The following businesses, however, must close:

  1. Dine-in restaurants
  2. Bars and nightclubs
  3. Entertainment venues
  4. Gyms and fitness studios
  5. Public events and gatherings
  6. Convention centers

Potential Liabilities for Violations of the Order

Employers could face various liabilities if they require employees to report to work in violation of the Order or take adverse action against them for refusing to report. Employers violating the Order can face penalties under California “Government Code section 8665” and various sections of the California Health & Safety Code.[i]  

In addition, California Labor Code § 1102.5(c) prohibits employers from retaliating against “an employee for refusing to participate in an activity that would result in a violation of state or federal statute, or a violation of or noncompliance with a local, state, or federal rule or regulation” or who reports potential violations of law to either the employer or government agencies. Noncompliance can result in penalties of up to $10,000 per violation in addition to penalties available under other laws and typical remedies available in wrongful termination cases.[ii] 

Employees discharged for refusing to come to work in violation of the Order may also have claims for termination in violation of public policy, a.k.a.
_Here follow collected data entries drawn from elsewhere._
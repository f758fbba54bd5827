//! Plugin system for command handlers.
//!
//! Add new plugins by:
//! 1. Creating a new file in this directory
//! 2. Adding `pub mod your_plugin;` below
//! 3. Adding the handler to `command_handler()` (and `MenuAction` if it
//!    has a keyboard button)

pub mod balance;
pub mod bonus;
pub mod help;
pub mod leaderboard;
pub mod menu;
pub mod owner;
pub mod quiz;
pub mod referral;
pub mod start;
pub mod watch;
pub mod withdraw;

use teloxide::dispatching::UpdateHandler;
use teloxide::prelude::*;
use teloxide::types::ParseMode;
use teloxide::utils::command::BotCommands;
use tracing::error;

use crate::bot::dispatcher::{AppState, ThrottledBot};
use crate::database::UserAccount;
use crate::i18n::{format_text, get_text};
use crate::rewards::RewardError;
use crate::utils::format_points;

/// All bot commands.
#[derive(BotCommands, Clone)]
#[command(rename_rule = "lowercase", description = "Perintah yang tersedia:")]
pub enum Command {
    #[command(description = "Daftar dan tampilkan menu")]
    Start(String),

    #[command(description = "Bantuan")]
    Help,

    #[command(description = "Cek poin")]
    Balance,

    #[command(description = "Riwayat poin")]
    History,

    #[command(description = "Link nonton iklan")]
    Watch,

    #[command(description = "Klaim bonus harian")]
    Daily,

    #[command(description = "Lucky Spin harian")]
    Spin,

    #[command(description = "Kuis harian")]
    Quiz,

    #[command(description = "Link referral")]
    Ref,

    #[command(description = "Top 10 poin")]
    Leaderboard,

    #[command(description = "Tarik poin")]
    Withdraw(String),

    #[command(description = "Riwayat withdraw")]
    Withdrawals,

    #[command(description = "Ganti bahasa (id/en)")]
    Lang(String),

    // Owner commands
    #[command(description = "Withdraw yang menunggu")]
    Pending,

    #[command(description = "Setujui withdraw")]
    Approve(String),

    #[command(description = "Tolak withdraw")]
    Reject(String),

    #[command(description = "Tambah/kurangi poin user")]
    Addpoints(String),

    #[command(description = "Statistik bot")]
    Stats,
}

/// Build the combined command handler.
pub fn command_handler() -> UpdateHandler<anyhow::Error> {
    use dptree::case;

    teloxide::filter_command::<Command, _>()
        .branch(case![Command::Start(args)].endpoint(start::start_command))
        .branch(case![Command::Help].endpoint(help::help_command))
        .branch(case![Command::Lang(args)].endpoint(help::lang_command))
        // Points
        .branch(case![Command::Balance].endpoint(balance::balance_command))
        .branch(case![Command::History].endpoint(balance::history_command))
        .branch(case![Command::Watch].endpoint(watch::watch_command))
        .branch(case![Command::Daily].endpoint(bonus::daily_command))
        .branch(case![Command::Spin].endpoint(bonus::spin_command))
        .branch(case![Command::Quiz].endpoint(quiz::quiz_command))
        .branch(case![Command::Ref].endpoint(referral::ref_command))
        .branch(case![Command::Leaderboard].endpoint(leaderboard::leaderboard_command))
        // Withdraw
        .branch(case![Command::Withdraw(args)].endpoint(withdraw::withdraw_command))
        .branch(case![Command::Withdrawals].endpoint(withdraw::withdrawals_command))
        // Owner
        .branch(case![Command::Pending].endpoint(owner::pending_command))
        .branch(case![Command::Approve(args)].endpoint(owner::approve_command))
        .branch(case![Command::Reject(args)].endpoint(owner::reject_command))
        .branch(case![Command::Addpoints(args)].endpoint(owner::addpoints_command))
        .branch(case![Command::Stats].endpoint(owner::stats_command))
}

/// Build the reply-keyboard button handler.
pub fn menu_handler() -> UpdateHandler<anyhow::Error> {
    dptree::filter_map(|msg: Message| msg.text().and_then(menu::MenuAction::from_text))
        .endpoint(menu::menu_dispatch)
}

/// Build the handler for replies to the withdraw prompt.
pub fn withdraw_input_handler() -> UpdateHandler<anyhow::Error> {
    dptree::filter(|msg: Message, state: AppState| {
        msg.text().is_some()
            && msg
                .from
                .as_ref()
                .map(|u| state.pending_withdraws.contains(&(u.id.0 as i64)))
                .unwrap_or(false)
    })
    .endpoint(withdraw::withdraw_input)
}

/// Build the callback query handler.
pub fn callback_handler() -> UpdateHandler<anyhow::Error> {
    Update::filter_callback_query().branch(
        dptree::filter(|q: CallbackQuery| {
            q.data
                .as_ref()
                .map(|d| d.starts_with(quiz::CALLBACK_PREFIX))
                .unwrap_or(false)
        })
        .endpoint(quiz::quiz_callback),
    )
}

/// Send an HTML reply in the message's chat.
pub(crate) async fn reply_html(bot: &ThrottledBot, msg: &Message, text: String) -> anyhow::Result<()> {
    bot.send_message(msg.chat.id, text)
        .parse_mode(ParseMode::Html)
        .await?;
    Ok(())
}

/// Load the sender's account, or tell them to /start first.
///
/// Returns the account with its effective locale.
pub(crate) async fn require_account(
    bot: &ThrottledBot,
    msg: &Message,
    state: &AppState,
) -> anyhow::Result<Option<(UserAccount, &'static str)>> {
    let Some(user) = msg.from.as_ref() else {
        return Ok(None);
    };

    match state.users.get(user.id.0 as i64).await? {
        Some(account) => {
            let lang = state.locale(Some(&account), Some(user));
            Ok(Some((account, lang)))
        }
        None => {
            let lang = state.locale(None, Some(user));
            reply_html(bot, msg, get_text(lang, "common.not_registered")).await?;
            Ok(None)
        }
    }
}

/// User-facing text for errors shared by several commands.
///
/// Cooldowns are worded per command and are handled by the callers.
pub(crate) fn reward_error_text(lang: &str, err: &RewardError) -> String {
    match err {
        RewardError::NotRegistered => get_text(lang, "common.not_registered"),
        RewardError::BelowMinimum { minimum } => format_text(
            lang,
            "withdraw.below_minimum",
            &[("min", &format_points(*minimum, lang))],
        ),
        RewardError::InvalidAmount => get_text(lang, "withdraw.invalid_amount"),
        RewardError::InsufficientPoints { balance, .. } => format_text(
            lang,
            "withdraw.insufficient",
            &[("balance", &format_points(*balance, lang))],
        ),
        RewardError::Database(e) => {
            error!("Database error: {}", e);
            get_text(lang, "common.error")
        }
        other => {
            error!("Unexpected reward error: {}", other);
            get_text(lang, "common.error")
        }
    }
}
//! Bot module - Core bot functionality.

pub mod dispatcher;
pub mod notify;
mod runtime;
mod webhook;

pub use dispatcher::AppState;
pub use runtime::run;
Tameny claims, since that action could arguably contravene the “substantial public policy principle[s]” behind the Order.[iii] Workers compensation laws may also not preempt claims for employees experiencing workplace injuries or illnesses, including emotional distress, stemming from public policy violations.[iv]

What Employers Should Do

Employers should first determine how their business is impacted by the Order. Employers providing essential services are allowed to remain open, while bars, dine-in restaurants, and others are expressly required to close. Many other employers will need to determine if they provide critical infrastructure services exempt from the Order based on the CISA Memorandum, the “Stay Home Except For Essential Needs” webpage, and the most recent available guidance from the California governor’s office.  
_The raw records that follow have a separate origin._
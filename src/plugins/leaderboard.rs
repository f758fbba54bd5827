//! Top users by points.

use teloxide::prelude::*;

use crate::bot::dispatcher::{AppState, ThrottledBot};
use crate::database::UserAccount;
use crate::i18n::{format_text, get_text};
use crate::utils::{format_points, html_escape};

use super::{reply_html, require_account};

/// Entries shown on the leaderboard.
pub const LEADERBOARD_SIZE: usize = 10;

/// Handle /leaderboard and the leaderboard button.
pub async fn leaderboard_command(
    bot: ThrottledBot,
    msg: Message,
    state: AppState,
) -> anyhow::Result<()> {
    let Some((_, lang)) = require_account(&bot, &msg, &state).await? else {
        return Ok(());
    };

    let top = state.users.top(LEADERBOARD_SIZE).await?;
    reply_html(&bot, &msg, render_leaderboard(&top, lang)).await
}

pub fn render_leaderboard(users: &[UserAccount], lang: &str) -> String {
    if users.is_empty() {
        return get_text(lang, "leaderboard.empty");
    }

    let mut text = get_text(lang, "leaderboard.header");
    for (i, user) in users.iter().enumerate() {
        let rank = match i {
            0 => "🥇".to_string(),
            1 => "🥈".to_string(),
            2 => "🥉".to_string(),
            _ => format!("{}.", i + 1),
        };
        text.push('\n');
        text.push_str(&format_text(
            lang,
            "leaderboard.item",
            &[
                ("rank", &rank),
                ("name", &html_escape(&user.display_name())),
                ("points", &format_points(user.points, lang)),
            ],
        ));
    }
    text
}

#[cfg(test)]
mod tests {
    use super::*;

    fn user(id: i64, name: &str, points: i64) -> UserAccount {
        UserAccount {
            user_id: id,
            username: None,
            first_name: name.to_string(),
            lang: None,
            points,
            history: Vec::new(),
            referred_by: None,
            referral_count: 0,
            last_daily: None,
            last_spin: None,
            last_quiz: None,
            created_at: 0,
        }
    }

    #[test]
    fn test_render() {
        let users = vec![user(1, "A&B", 3000), user(2, "Budi", 20), user(3, "Cici", 10), user(4, "Dodi", 5)];
        let text = render_leaderboard(&users, "en");
        let lines: Vec<&str> = text.lines().collect();

        assert_eq!(lines.len(), 5);
        assert!(lines[1].starts_with("🥇"));
        assert!(lines[1].contains("A&amp;B"));
        assert!(lines[1].contains("3,000"));
        assert!(lines[4].starts_with("4."));
    }

    #[test]
    fn test_empty() {
        assert_eq!(render_leaderboard(&[], "id"), get_text("id", "leaderboard.empty"));
    }
}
Businesses that must close should determine whether their employees can work from home or consider other options. For example, employees affected by this Order may be entitled to paid leave under the recently passed Families First Coronavirus Response Act, which we discuss in more detail here. Furloughed or laid-off employees may also be entitled to unemployment insurance benefits.

California employers should be mindful that the California governor has partially suspended the California WARN Act, which would have required 60 days’ notice for any mass layoffs, terminations, or relocations, but employers are still required to provide as much notice as practicable, as discussed in our post here.  
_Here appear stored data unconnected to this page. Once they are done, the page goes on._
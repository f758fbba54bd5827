//! Ad watch sessions.
//!
//! `/watch` issues a one-time token; the page redeems it through `/reward`
//! once the ad SDK reports completion. Tokens live in memory only, a restart
//! simply invalidates the open ones.

use std::sync::Arc;
use std::time::{Duration, Instant};

use dashmap::DashMap;
use rand::Rng;
use tracing::debug;

use super::RewardError;

/// An issued, not yet redeemed ad view.
#[derive(Debug, Clone)]
pub struct AdSession {
    pub user_id: i64,
    /// `None` when the fallback SDK was served.
    pub ad_id: Option<i64>,
    pub reward: i64,
    pub issued_at: Instant,
}

/// In-memory tracker of open ad sessions (one per user).
#[derive(Clone)]
pub struct AdSessionTracker {
    sessions: Arc<DashMap<String, AdSession>>,
    by_user: Arc<DashMap<i64, String>>,
    min_watch: Duration,
    ttl: Duration,
}

impl AdSessionTracker {
    pub fn new(min_watch: Duration, ttl: Duration) -> Self {
        Self {
            sessions: Arc::new(DashMap::new()),
            by_user: Arc::new(DashMap::new()),
            min_watch,
            ttl,
        }
    }

    /// Open a session and return its token.
    ///
    /// A user has at most one open session; issuing a new one drops the old.
    pub fn issue(&self, user_id: i64, ad_id: Option<i64>, reward: i64, now: Instant) -> String {
        let token = format!("{:032x}", rand::thread_rng().r#gen::<u128>());

        if let Some(previous) = self.by_user.insert(user_id, token.clone()) {
            self.sessions.remove(&previous);
        }
        self.sessions.insert(
            token.clone(),
            AdSession {
                user_id,
                ad_id,
                reward,
                issued_at: now,
            },
        );

        debug!("Issued ad session for user {}", user_id);
        token
    }

    /// Consume a session.
    ///
    /// A too-early attempt leaves the session in place so the page can retry.
    pub fn redeem(&self, token: &str, now: Instant) -> Result<AdSession, RewardError> {
        let session = self
            .sessions
            .get(token)
            .map(|s| s.clone())
            .ok_or(RewardError::SessionExpired)?;

        let age = now.saturating_duration_since(session.issued_at);
        if age > self.ttl {
            self.remove(token, session.user_id);
            return Err(RewardError::SessionExpired);
        }
        if age < self.min_watch {
            return Err(RewardError::SessionTooEarly {
                wait: self.min_watch - age,
            });
        }

        // Only one concurrent redeem may win the token.
        match self.sessions.remove(token) {
            Some((_, session)) => {
                self.by_user
                    .remove_if(&session.user_id, |_, current| current == token);
                Ok(session)
            }
            None => Err(RewardError::SessionExpired),
        }
    }

    /// Drop sessions older than the TTL. Returns how many were removed.
    pub fn purge_expired(&self, now: Instant) -> usize {
        let before = self.sessions.len();
        let ttl = self.ttl;
        self.sessions
            .retain(|_, s| now.saturating_duration_since(s.issued_at) <= ttl);
        let sessions = &self.sessions;
        self.by_user.retain(|_, token| sessions.contains_key(token));
        before - self.sessions.len()
    }

    pub fn len(&self) -> usize {
        self.sessions.len()
    }

    fn remove(&self, token: &str, user_id: i64) {
        self.sessions.remove(token);
        self.by_user.remove_if(&user_id, |_, current| current == token);
    }
}

#[cfg(test)]
mod tests {
    use super::*;

    fn tracker() -> AdSessionTracker {
        AdSessionTracker::new(Duration::from_secs(5), Duration::from_secs(60))
    }

    #[test]
    fn test_redeem_once() {
        let tracker = tracker();
        let start = Instant::now();
        let token = tracker.issue(42, Some(1), 10, start);

        let session = tracker.redeem(&token, start + Duration::from_secs(6)).unwrap();
        assert_eq!(session.user_id, 42);
        assert_eq!(session.reward, 10);

        let again = tracker.redeem(&token, start + Duration::from_secs(7));
        assert!(matches!(again, Err(RewardError::SessionExpired)));
    }

    #[test]
    fn test_too_early_keeps_session() {
        let tracker = tracker();
        let start = Instant::now();
        let token = tracker.issue(1, None, 10, start);

        match tracker.redeem(&token, start + Duration::from_secs(2)) {
            Err(RewardError::SessionTooEarly { wait }) => assert_eq!(wait, Duration::from_secs(3)),
            other => panic!("unexpected: {other:?}"),
        }
        assert!(tracker.redeem(&token, start + Duration::from_secs(5)).is_ok());
    }

    #[test]
    fn test_expired_session() {
        let tracker = tracker();
        let start = Instant::now();
        let token = tracker.issue(1, None, 10, start);

        let result = tracker.redeem(&token, start + Duration::from_secs(61));
        assert!(matches!(result, Err(RewardError::SessionExpired)));
        assert_eq!(tracker.len(), 0);
    }

    #[test]
    fn test_unknown_token() {
        let result = tracker().redeem("nope", Instant::now());
        assert!(matches!(result, Err(RewardError::SessionExpired)));
    }

    #[test]
    fn test_new_session_replaces_old() {
        let tracker = tracker();
        let start = Instant::now();
        let first = tracker.issue(7, None, 10, start);
        let second = tracker.issue(7, None, 10, start);

        assert_ne!(first, second);
        assert_eq!(tracker.len(), 1);
        let later = start + Duration::from_secs(10);
        assert!(tracker.redeem(&first, later).is_err());
        assert!(tracker.redeem(&second, later).is_ok());
    }

    #[test]
    fn test_purge_expired() {
        let tracker = tracker();
        let start = Instant::now();
        tracker.issue(1, None, 10, start);
        tracker.issue(2, None, 10, start + Duration::from_secs(30));

        assert_eq!(tracker.purge_expired(start + Duration::from_secs(70)), 1);
        assert_eq!(tracker.len(), 1);
    }
}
Several other states and localities have also recently issued similar “stay at home” or “shelter in place” orders. Local orders within California may be enforceable under the same laws criminalizing violation of the statewide Order, and other states may have similar or alternative enforcement mechanisms.

[i] Cal. Health & Safety Code §§ 120125, 120140, 131080, 120130(c), 120135, 120145, 120175, 120150.

[ii] Cal. Labor Code § 1102.5(f).

[iii] Tameny v. Atl. Richfield Co., 27 Cal. 3d 167 (1980).

[iv] Livitsanos v. Superior Court, 2 Cal. 4th 744 (1992) (holding Tameny claims exempt from preemption by state workers’ compensation laws).